Gardening (even, to some extent, growing food) is about the gardener creating what s/he believes is beautiful. You think it looks too clumpy or too messy? Fine - you do what you like in your garden and I’ll do what I like in mine.
One of the things that struck me when I first visited Holland decades ago was the way that clumps of plants were set out in front gardens with bare soil between them – as they were grown in physic gardens in Britain hundreds of years ago. This is what Noel Kingsbury seems to be alluding to (above) but in reality no one plants like this any more – though, I have to say, it has its appeal. So I can understand why Piet Oudolf’s beautiful interconnected plantings are based on the opposite approach.
Thomas Rainer points to what are almost monocultures in nature as an example of a natural planting that can inspire a very different style of gardening from the intermingling promoted by Noel Kingsbury - who responds that with the many mosses and lichens growing down at ground level they are not actually monocultures at all. So what about this Japanese planting of an American native, Nemophila menziesii?
I’ve heard gardeners say that they’re inspired by the South Downs in Britain with their flower-rich grassland cropped by sheep, and heard others say they’re inspired by the deciduous forests of the eastern United States where the chestnuts that once comprised a quarter of the trees are gone owing to disease brought from Asia – but as the ecology of both these man-made habitats settles into its new stability let’s remember that neither is really natural. It’s fine to be inspired by them, of course, but both habitats have been transformed by mankind - as has so much of the so-called natural world in developed and developing countries.
Me? I’m a mingler. I like to see the visual interactions between plants – those four different yellow daisies in the picture on the right were all grown individually pots and planted to achieve exactly that effect. But how many people have the time, energy or inclination to go to so much trouble?
So here’s the thing: What you plant, and how you group the plants, is up to you. If you like, and have the time and expertise to maintain, the masterfully integrated intermingled plantings such as those created by Piet Oudolf, fine. If you prefer the more traditional approach of clumps of plants mingling only at the edges, fine. If you like to show off individual specimens in their own space, fine.
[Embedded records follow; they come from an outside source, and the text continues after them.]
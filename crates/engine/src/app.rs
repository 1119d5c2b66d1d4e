//! Application state and composition.

use std::sync::Arc;

use crate::infrastructure::{
    memory::MemoryRepositories,
    ports::{ClockPort, FilmRepo, GenreRepo, MpaRepo, UserRepo},
    sqlite::SqliteRepositories,
};
use crate::use_cases::{Catalog, Popularity, SocialGraph};

/// Main application state.
///
/// Holds the use cases built over the storage ports.
/// Passed to HTTP handlers via Axum state.
pub struct App {
    pub use_cases: UseCases,
}

/// Storage ports, whichever adapter backs them.
#[derive(Clone)]
pub struct Repositories {
    pub film: Arc<dyn FilmRepo>,
    pub user: Arc<dyn UserRepo>,
    pub genre: Arc<dyn GenreRepo>,
    pub mpa: Arc<dyn MpaRepo>,
}

impl From<MemoryRepositories> for Repositories {
    fn from(repos: MemoryRepositories) -> Self {
        Self {
            film: repos.film,
            user: repos.user,
            genre: repos.genre,
            mpa: repos.mpa,
        }
    }
}

impl From<SqliteRepositories> for Repositories {
    fn from(repos: SqliteRepositories) -> Self {
        Self {
            film: repos.film,
            user: repos.user,
            genre: repos.genre,
            mpa: repos.mpa,
        }
    }
}

/// Container for all use cases.
pub struct UseCases {
    pub popularity: Popularity,
    pub social: SocialGraph,
    pub catalog: Catalog,
}

impl App {
    /// Create a new App with all dependencies wired up.
    pub fn new(repositories: impl Into<Repositories>, clock: Arc<dyn ClockPort>) -> Self {
        let repositories = repositories.into();

        let use_cases = UseCases {
            popularity: Popularity::new(
                repositories.film.clone(),
                repositories.user.clone(),
                repositories.genre.clone(),
                repositories.mpa.clone(),
            ),
            social: SocialGraph::new(repositories.user, clock),
            catalog: Catalog::new(repositories.genre, repositories.mpa),
        };

        Self { use_cases }
    }
}
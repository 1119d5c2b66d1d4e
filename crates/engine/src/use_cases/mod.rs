//! Use cases - user story orchestration over the storage ports.
//!
//! - [`Popularity`]: films, likes and the popularity ranking
//! - [`SocialGraph`]: users and friendships
//! - [`Catalog`]: genre and rating lookups

pub mod catalog;
pub mod error;
pub mod popularity;
pub mod social;
pub mod validation;

pub use catalog::Catalog;
pub use error::ServiceError;
pub use popularity::{Popularity, DEFAULT_POPULAR_LIMIT};
pub use social::SocialGraph;

#[cfg(test)]
mod backend_tests;
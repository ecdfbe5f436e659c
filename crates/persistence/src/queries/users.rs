// Copyright (C) 2026 Fred Clausen
// Use of this source code is governed by an MIT-style
// license that can be found in the LICENSE file or at
// https://opensource.org/licenses/MIT.

//! User directory queries.

use std::collections::HashMap;

use diesel::prelude::*;
use diesel::SqliteConnection;
use reserva_domain::OwnerSummary;
use tracing::debug;

use crate::diesel_schema::users;
use crate::error::PersistenceError;

/// Diesel Queryable struct for user rows.
#[derive(Queryable, Selectable)]
#[diesel(table_name = users)]
struct UserRow {
    user_id: i64,
    phone: String,
    first_name: String,
    last_name: String,
    email: String,
    gender: Option<String>,
    country: Option<String>,
    is_active: i32,
    date_joined: String,
}

impl From<UserRow> for OwnerSummary {
    fn from(row: UserRow) -> Self {
        Self {
            user_id: row.user_id,
            phone: row.phone,
            first_name: row.first_name,
            last_name: row.last_name,
            email: row.email,
            is_active: row.is_active != 0,
            date_joined: row.date_joined,
            gender: row.gender,
            country: row.country,
        }
    }
}

/// Retrieves a user by ID.
///
/// # Errors
///
/// Returns an error if the database query fails.
/// Returns `Ok(None)` if the user is not found.
pub fn get_user(
    conn: &mut SqliteConnection,
    user_id: i64,
) -> Result<Option<OwnerSummary>, PersistenceError> {
    debug!(user_id, "Looking up user");

    Ok(users::table
        .filter(users::user_id.eq(user_id))
        .select(UserRow::as_select())
        .first(conn)
        .optional()?
        .map(OwnerSummary::from))
}

/// Retrieves a user by phone number.
///
/// # Errors
///
/// Returns an error if the database query fails.
/// Returns `Ok(None)` if no account uses this phone number.
pub fn find_user_by_phone(
    conn: &mut SqliteConnection,
    phone: &str,
) -> Result<Option<OwnerSummary>, PersistenceError> {
    debug!("Looking up user by phone");

    Ok(users::table
        .filter(users::phone.eq(phone))
        .select(UserRow::as_select())
        .first(conn)
        .optional()?
        .map(OwnerSummary::from))
}

/// Retrieves several users at once, keyed by ID.
///
/// # Errors
///
/// Returns an error if the database query fails.
pub fn get_users(
    conn: &mut SqliteConnection,
    user_ids: &[i64],
) -> Result<HashMap<i64, OwnerSummary>, PersistenceError> {
    if user_ids.is_empty() {
        return Ok(HashMap::new());
    }

    let rows: Vec<UserRow> = users::table
        .filter(users::user_id.eq_any(user_ids))
        .select(UserRow::as_select())
        .load(conn)?;

    Ok(rows
        .into_iter()
        .map(|row| (row.user_id, OwnerSummary::from(row)))
        .collect())
}
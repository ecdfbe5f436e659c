// Copyright (C) 2026 Fred Clausen
// Use of this source code is governed by an MIT-style
// license that can be found in the LICENSE file or at
// https://opensource.org/licenses/MIT.

//! Booking policy queries.

use diesel::prelude::*;
use diesel::SqliteConnection;
use reserva_domain::{BookingPolicy, PolicySettings};
use tracing::debug;

use crate::diesel_schema::booking_policies;
use crate::error::PersistenceError;

/// Diesel Queryable struct for policy rows.
#[derive(Queryable, Selectable)]
#[diesel(table_name = booking_policies)]
struct PolicyRow {
    policy_id: i64,
    working_hours_start: i32,
    working_hours_end: i32,
    slot_duration_minutes: i32,
    off_days: String,
    is_active: i32,
    created_at: String,
    updated_at: String,
}

impl PolicyRow {
    /// Re-validates the stored row through the domain constructor.
    fn into_policy(self) -> Result<BookingPolicy, PersistenceError> {
        let off_days: Vec<i64> = serde_json::from_str(&self.off_days)?;
        let settings: PolicySettings = PolicySettings::new(
            i64::from(self.working_hours_start),
            i64::from(self.working_hours_end),
            i64::from(self.slot_duration_minutes),
            &off_days,
        )
        .map_err(|e| {
            PersistenceError::CorruptRow(format!("booking policy {}: {e}", self.policy_id))
        })?;

        Ok(BookingPolicy {
            policy_id: self.policy_id,
            settings,
            is_active: self.is_active != 0,
            created_at: self.created_at,
            updated_at: self.updated_at,
        })
    }
}

/// Retrieves the single active policy.
///
/// # Arguments
///
/// * `conn` - The database connection
///
/// # Errors
///
/// Returns an error if the database query fails or the stored row is invalid.
/// Returns `Ok(None)` if no policy has ever been activated.
pub fn get_active_policy(
    conn: &mut SqliteConnection,
) -> Result<Option<BookingPolicy>, PersistenceError> {
    debug!("Loading active booking policy");

    booking_policies::table
        .filter(booking_policies::is_active.eq(1))
        .select(PolicyRow::as_select())
        .first(conn)
        .optional()?
        .map(PolicyRow::into_policy)
        .transpose()
}

/// Retrieves a policy by ID, active or not.
///
/// # Errors
///
/// Returns `PersistenceError::NotFound` if no such policy exists.
pub fn get_policy(
    conn: &mut SqliteConnection,
    policy_id: i64,
) -> Result<BookingPolicy, PersistenceError> {
    let row: PolicyRow = booking_policies::table
        .filter(booking_policies::policy_id.eq(policy_id))
        .select(PolicyRow::as_select())
        .first(conn)
        .optional()?
        .ok_or_else(|| PersistenceError::NotFound(format!("Booking policy {policy_id}")))?;
    row.into_policy()
}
If you like marigolds planted in white-painted car tires – that’s fine too. And, I should say, they can all appeal to insects and other wildlife as well as the eye.
None of these approaches is inherently superior - however much anyone of us dislikes any one of them – and no one should be telling us that it is. We should plant what we like, in the way we like it – whatever anyone else says. But we should also keep up with the discussion over at thinkinGardens.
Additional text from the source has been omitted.